● **Work required**
There is one span to output from the data below: the lines starting at the line with "gated(field, |f| DecodedValue::Hex(f.payload()))" and ending at the line with "let low = f.payload() as u32;". Output it exactly, ends included, nothing more.

● **Data for this task**
//! Scalar decode rules for single FARM fields.
//!
//! Every decoder is gated on the field status first: an unsupported field decodes to
//! [`DecodedValue::Omitted`] and a supported but invalid one to [`DecodedValue::Invalid`].

use crate::field::{EncodedField, FLAG_NEGATIVE};
use crate::models::DecodedValue;

pub const MICROS_PER_HOUR: f64 = 3_600_000_000.0;
pub const MICROS_PER_MINUTE: f64 = 60_000_000.0;
pub const MICROS_PER_SECOND: f64 = 1_000_000.0;
pub const MICROS_PER_MILLI: f64 = 1_000.0;

const DELTA_FRACTION_SCALE: f64 = 0.0001;

const RECORDING_SMR: u64 = 0x01;
const RECORDING_CMR: u64 = 0x02;

const BLANK_BYTES: [u8; 2] = [b' ', 0];

/// Labels rendered for a nonzero / zero payload.
#[derive(Debug, Clone, Copy, PartialEq, Eq)]
pub struct BoolLabels {
    pub truthy: &'static str,
    pub falsy: &'static str,
}

impl BoolLabels {
    pub const fn new(truthy: &'static str, falsy: &'static str) -> Self {
        Self { truthy, falsy }
    }
}

impl Default for BoolLabels {
    fn default() -> Self {
        Self::new("true", "false")
    }
}

fn gated(field: &EncodedField, decode: impl FnOnce(&EncodedField) -> DecodedValue) -> DecodedValue {
    let status = field.status();
    if !status.supported {
        DecodedValue::Omitted
    } else if !status.valid {
        DecodedValue::Invalid
    } else {
        decode(field)
    }
}

pub fn unsigned(field: &EncodedField) -> DecodedValue {
    gated(field, |f| DecodedValue::Unsigned(f.payload()))
}

pub fn signed(field: &EncodedField) -> DecodedValue {
    gated(field, |f| DecodedValue::Signed(f.signed_payload()))
}

pub fn hex(field: &EncodedField) -> DecodedValue {
    gated(field, |f| DecodedValue::Hex(f.payload()))
}

pub fn boolean(field: &EncodedField, labels: BoolLabels) -> DecodedValue {
    gated(field, |f| {
        let label = if f.payload() != 0 {
            labels.truthy
        } else {
            labels.falsy
        };
        DecodedValue::Label(label.to_string())
    })
}

pub fn recording_type(field: &EncodedField) -> DecodedValue {
    gated(field, |f| {
        let bits = f.payload();
        let smr = bits & RECORDING_SMR != 0;
        let cmr = bits & RECORDING_CMR != 0;
        match (smr, cmr) {
            (true, true) => DecodedValue::Label("SMR, CMR".to_string()),
            (true, false) => DecodedValue::Label("SMR".to_string()),
            (false, true) => DecodedValue::Label("CMR".to_string()),
            (false, false) => DecodedValue::Invalid,
        }
    })
}

/// Payload counted in units of `micros_per_unit` microseconds, rendered in hours.
pub fn duration(field: &EncodedField, micros_per_unit: f64) -> DecodedValue {
    gated(field, |f| {
        let micros = f.payload() as f64 * micros_per_unit;
        DecodedValue::Duration(micros / MICROS_PER_HOUR)
    })
}

/// Delta-encoded float.
///
/// With the percent-delta or negative flag set, bits 16..32 hold a signed whole part and
/// bits 0..16 a fraction in units of 0.0001. The result is negative when the negative flag
/// is set or the whole part itself is negative. Without either flag the low 16 bits are a
/// plain unsigned value.
pub fn delta_float(field: &EncodedField) -> DecodedValue {
    gated(field, |f| {
        let low = f.payload() as u32;
        if f.has_delta_encoding() {
            let whole = (low >> 16) as u16 as i16;
            let fraction = f64::from(low & 0xFFFF);
            let magnitude = f64::from(whole.unsigned_abs()) + fraction * DELTA_FRACTION_SCALE;
            let negative = f.flags() & FLAG_NEGATIVE != 0 || whole < 0;
            DecodedValue::Float {
                value: if negative { -magnitude } else { magnitude },
                precision: 2,
            }
        } else {
            DecodedValue::Unsigned(u64::from(low & 0xFFFF))
        }
    })
}

/// Number of decimals printed for a value scaled by `factor`.
pub fn precision_for(factor: f64) -> usize {
    let factor = factor.abs();
    if factor < 0.00001 {
        5
    } else if factor < 0.0001 {
        4
    } else if factor < 0.001 {
        3
    } else {
        2
    }
}

pub fn scaled(field: &EncodedField, factor: f64, is_signed: bool) -> DecodedValue {
    gated(field, |f| {
        let raw = if is_signed {
            f.signed_payload() as f64
        } else {
            f.payload() as f64
        };
        DecodedValue::Float {
            value: raw * factor,
            precision: precision_for(factor),
        }
    })
}

/// Two ASCII digit pairs in the low dword: year in bytes 0..2, week in bytes 2..4.
pub fn packed_date(field: &EncodedField) -> DecodedValue {
    gated(field, |f| {
        let bytes = f.low_dword_bytes();
        let (year, week) = bytes.split_at(2);
        let blank = |pair: &[u8]| pair.iter().all(|b| BLANK_BYTES.contains(b));
        if blank(year) && blank(week) {
            return DecodedValue::Text("Not set".to_string());
        }
        let chars = |pair: &[u8]| {
            pair.iter()
                .take_while(|&&b| b != 0)
                .map(|&b| char::from(b))
                .collect::<String>()
        };
        DecodedValue::Text(format!("Week {}, 20{}", chars(week), chars(year)))
    })
}

pub fn exponent_unit(code: u64) -> Option<&'static str> {
    match code {
        1 => Some("deci"),
        2 => Some("centi"),
        3 => Some("milli"),
        6 => Some("micro"),
        9 => Some("nano"),
        12 => Some("pico"),
        15 => Some("femto"),
        18 => Some("atto"),
        _ => None,
    }
}

/// Time interval split over an exponent field and a magnitude field.
pub fn time_interval(exponent: &EncodedField, magnitude: &EncodedField) -> DecodedValue {
    let (exp_status, mag_status) = (exponent.status(), magnitude.status());
    if !exp_status.supported || !mag_status.supported {
        return DecodedValue::Omitted;
    }
    if !exp_status.valid || !mag_status.valid {
        return DecodedValue::Invalid;
    }

    let value = magnitude.payload();
    match exponent_unit(exponent.payload()) {
        Some(unit) => DecodedValue::Text(format!("{} {} seconds", value, unit)),
        None => DecodedValue::Text(format!("{} Unknown exponent value", value)),
    }
}

/// Health byte and timestamp packed in a physical element status field.
pub fn element_status(field: &EncodedField) -> (u8, u64) {
    let payload = field.payload();
    ((payload & 0xFF) as u8, (payload >> 8) & 0xFFFF_FFFF)
}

● **Solution to this exercise**
    gated(field, |f| DecodedValue::Hex(f.payload()))
}

pub fn boolean(field: &EncodedField, labels: BoolLabels) -> DecodedValue {
    gated(field, |f| {
        let label = if f.payload() != 0 {
            labels.truthy
        } else {
            labels.falsy
        };
        DecodedValue::Label(label.to_string())
    })
}

pub fn recording_type(field: &EncodedField) -> DecodedValue {
    gated(field, |f| {
        let bits = f.payload();
        let smr = bits & RECORDING_SMR != 0;
        let cmr = bits & RECORDING_CMR != 0;
        match (smr, cmr) {
            (true, true) => DecodedValue::Label("SMR, CMR".to_string()),
            (true, false) => DecodedValue::Label("SMR".to_string()),
            (false, true) => DecodedValue::Label("CMR".to_string()),
            (false, false) => DecodedValue::Invalid,
        }
    })
}

/// Payload counted in units of `micros_per_unit` microseconds, rendered in hours.
pub fn duration(field: &EncodedField, micros_per_unit: f64) -> DecodedValue {
    gated(field, |f| {
        let micros = f.payload() as f64 * micros_per_unit;
        DecodedValue::Duration(micros / MICROS_PER_HOUR)
    })
}

/// Delta-encoded float.
///
/// With the percent-delta or negative flag set, bits 16..32 hold a signed whole part and
/// bits 0..16 a fraction in units of 0.0001. The result is negative when the negative flag
/// is set or the whole part itself is negative. Without either flag the low 16 bits are a
/// plain unsigned value.
pub fn delta_float(field: &EncodedField) -> DecodedValue {
    gated(field, |f| {
        let low = f.payload() as u32;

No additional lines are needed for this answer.